• [WHAT THE EXERCISE ASKS] Please count the lines in the listing below where the word "layouts" appears. Give the number only.

----

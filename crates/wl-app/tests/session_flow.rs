//! End-to-end flow: load a folder, lay out tracks, save, restore, render.

use std::path::PathBuf;

use proptest::prelude::*;
use wl_app::{
    AppError, Selection, Session, list_wells, load_configuration, load_folder, load_inputs,
    render_session, save_configuration,
};
use wl_core::Rgb;
use wl_render::{NO_TRACKS, Panel};
use wl_tracks::{TrackEdit, TrackList};
use wl_wells::MissingValuePolicy;

fn scratch_dir(name: &str) -> PathBuf {
    let dir = std::env::temp_dir().join(name);
    let _ = std::fs::remove_dir_all(&dir);
    std::fs::create_dir_all(&dir).unwrap();
    dir
}

fn las_text(well: &str) -> String {
    format!(
        "~V\nVERS. 2.0 :\nWRAP. NO :\n\
         ~W\nWELL. {well} :\nNULL. -999.25 :\n\
         ~C\nDEPTH.FT :\nGR.API :\nRHOB.G/C3 :\n\
         ~A\n\
         5000 55 2.31\n\
         5001 -999.25 2.35\n\
         5002 61 2.40\n"
    )
}

fn write_fixture_folder(name: &str) -> PathBuf {
    let dir = scratch_dir(name);
    std::fs::write(dir.join("01_alpha.las"), las_text("ALPHA")).unwrap();
    std::fs::write(dir.join("02_beta.las"), las_text("BETA")).unwrap();
    std::fs::write(dir.join("03_alpha_again.las"), las_text("ALPHA")).unwrap();
    std::fs::write(dir.join("04_broken.las"), "~A\n1 2 3\n").unwrap();
    dir
}

#[test]
fn folder_load_reports_each_file() {
    let dir = write_fixture_folder("wl_app_folder_report");
    let mut session = Session::new();

    let report = load_folder(&mut session.registry, &dir, MissingValuePolicy::DropRow).unwrap();

    assert_eq!(report.loaded, vec!["ALPHA", "BETA"]);
    assert_eq!(report.duplicates, vec!["ALPHA"]);
    assert_eq!(report.failures.len(), 1);
    assert!(report.failures[0].path.ends_with("04_broken.las"));
    assert!(!report.is_clean());

    let wells = list_wells(&session.registry);
    assert_eq!(wells.len(), 2);
    assert_eq!(wells[0].rows, 2);
    assert_eq!(wells[0].dropped_rows, 1);
    assert_eq!(wells[0].curves, vec!["GR", "RHOB"]);
}

#[test]
fn missing_folder_is_an_error() {
    let mut session = Session::new();
    let dir = std::env::temp_dir().join("wl_app_no_such_folder");
    let _ = std::fs::remove_dir_all(&dir);
    assert!(matches!(
        load_folder(&mut session.registry, &dir, MissingValuePolicy::DropRow),
        Err(AppError::FolderRead { .. })
    ));
}

#[test]
fn save_restore_and_render() {
    let dir = write_fixture_folder("wl_app_save_restore");
    let mut session = Session::new();
    load_inputs(
        &mut session.registry,
        std::slice::from_ref(&dir),
        MissingValuePolicy::KeepNan,
    )
    .unwrap();
    session.select_well("BETA").unwrap();
    session.select_well("ALPHA").unwrap();

    let id = session.apply(TrackEdit::AddTrack).unwrap();
    session
        .apply(TrackEdit::AssignCurve {
            track: id,
            slot: 0,
            curve_name: Some("GR".into()),
        })
        .unwrap();
    session
        .apply(TrackEdit::AddCurve {
            track: id,
            curve_name: Some("RHOB".into()),
        })
        .unwrap();
    session
        .apply(TrackEdit::SetBackground {
            track: id,
            color: Rgb::new(250, 250, 210),
        })
        .unwrap();

    let path = dir.join("layout.yaml");
    save_configuration(&path, &session.selection, &session.tracks).unwrap();

    let mut restored = Session::new();
    restored.registry = session.registry.clone();
    let (selection, tracks) = load_configuration(&path).unwrap();
    restored.replace_layout(selection, tracks);

    assert_eq!(restored.selection.names(), &["BETA", "ALPHA"]);
    let track = restored.tracks.at_index(1).unwrap();
    assert_eq!(track.curve_names().collect::<Vec<_>>(), vec!["GR", "RHOB"]);
    assert_eq!(track.background_color, Rgb::new(250, 250, 210));

    let figures = render_session(&restored);
    assert_eq!(figures.len(), 2);
    assert_eq!(figures[0].title, "Well: BETA");
    let plot = figures[0].panels[0].as_plot().unwrap();
    assert_eq!(plot.legend, vec!["GR", "RHOB"]);
    // KeepNan leaves a gap in GR at 5001
    assert_eq!(plot.lines[0].segments.len(), 2);
    assert_eq!(plot.lines[1].point_count(), 3);

    restored.tracks.clear();
    let figures = render_session(&restored);
    assert_eq!(
        figures[1].panels,
        vec![Panel::Placeholder {
            track_index: None,
            message: NO_TRACKS.to_string()
        }]
    );
}

#[test]
fn padded_curve_names_restore_exactly() {
    let dir = scratch_dir("wl_app_padded_names");
    let path = dir.join("layout.json");
    let mut tracks = TrackList::new();
    let id = tracks.apply(TrackEdit::AddTrack).unwrap();
    tracks
        .apply(TrackEdit::AssignCurve {
            track: id,
            slot: 0,
            curve_name: Some(" GR".into()),
        })
        .unwrap();

    save_configuration(&path, &Selection::new(), &tracks).unwrap();
    let (_, restored) = load_configuration(&path).unwrap();

    assert_eq!(restored.as_slice()[0].curves, tracks.as_slice()[0].curves);
    assert_eq!(restored.as_slice()[0].curves[0].curve_name.as_deref(), Some("GR"));
}

#[test]
fn legacy_configuration_file_loads() {
    let dir = scratch_dir("wl_app_legacy_config");
    let path = dir.join("old.yaml");
    std::fs::write(
        &path,
        "selected_wells: [ALPHA]\ntracks:\n  - curves: [GR, Select Curve]\n    bg_color: '#FFFFFF'\n",
    )
    .unwrap();

    let (selection, tracks) = load_configuration(&path).unwrap();
    assert_eq!(selection.names(), &["ALPHA"]);
    let track = tracks.at_index(1).unwrap();
    assert_eq!(track.curves.len(), 2);
    assert_eq!(track.curve_names().collect::<Vec<_>>(), vec!["GR"]);
    assert_eq!(track.background_color, Rgb::WHITE);
}

#[derive(Debug, Clone)]
struct TrackLayout {
    curves: Vec<Option<String>>,
    background: (u8, u8, u8),
}

fn layout() -> impl Strategy<Value = TrackLayout> {
    (
        prop::collection::vec(prop::option::of(" ?[A-Z]{2,4}[0-9] ?"), 0..4),
        any::<(u8, u8, u8)>(),
    )
        .prop_map(|(curves, background)| TrackLayout { curves, background })
}

fn build(layouts: &[TrackLayout]) -> TrackList {
    let mut tracks = TrackList::new();
    for layout in layouts {
        let id = tracks.add_track().unwrap().id();
        tracks.remove_curve(id, 0).unwrap();
        for name in &layout.curves {
            tracks.add_curve(id, name.clone()).unwrap();
        }
        let (r, g, b) = layout.background;
        tracks
            .apply(TrackEdit::SetBackground {
                track: id,
                color: Rgb::new(r, g, b),
            })
            .unwrap();
    }
    tracks
}

proptest! {
    #![proptest_config(ProptestConfig::with_cases(24))]

    #[test]
    fn configuration_round_trip(
        wells in prop::collection::vec("W[0-9A-Z-]{0,6}", 0..4),
        layouts in prop::collection::vec(layout(), 0..4),
        json in any::<bool>(),
    ) {
        let selection: Selection = wells.iter().cloned().collect();
        let tracks = build(&layouts);
        let dir = std::env::temp_dir().join("wl_app_roundtrip_prop");
        std::fs::create_dir_all(&dir).unwrap();
        let path = dir.join(if json { "layout.json" } else { "layout.yaml" });

        save_configuration(&path, &selection, &tracks).unwrap();
        let (back_selection, back_tracks) = load_configuration(&path).unwrap();

        prop_assert_eq!(back_selection.names(), selection.names());
        prop_assert_eq!(back_tracks.len(), tracks.len());
        for (a, b) in tracks.iter().zip(back_tracks.iter()) {
            prop_assert_eq!(&a.curves, &b.curves);
            prop_assert_eq!(a.background_color, b.background_color);
            prop_assert_eq!(a.index(), b.index());
        }
    }
}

----

• [YOUR SOLUTION] 4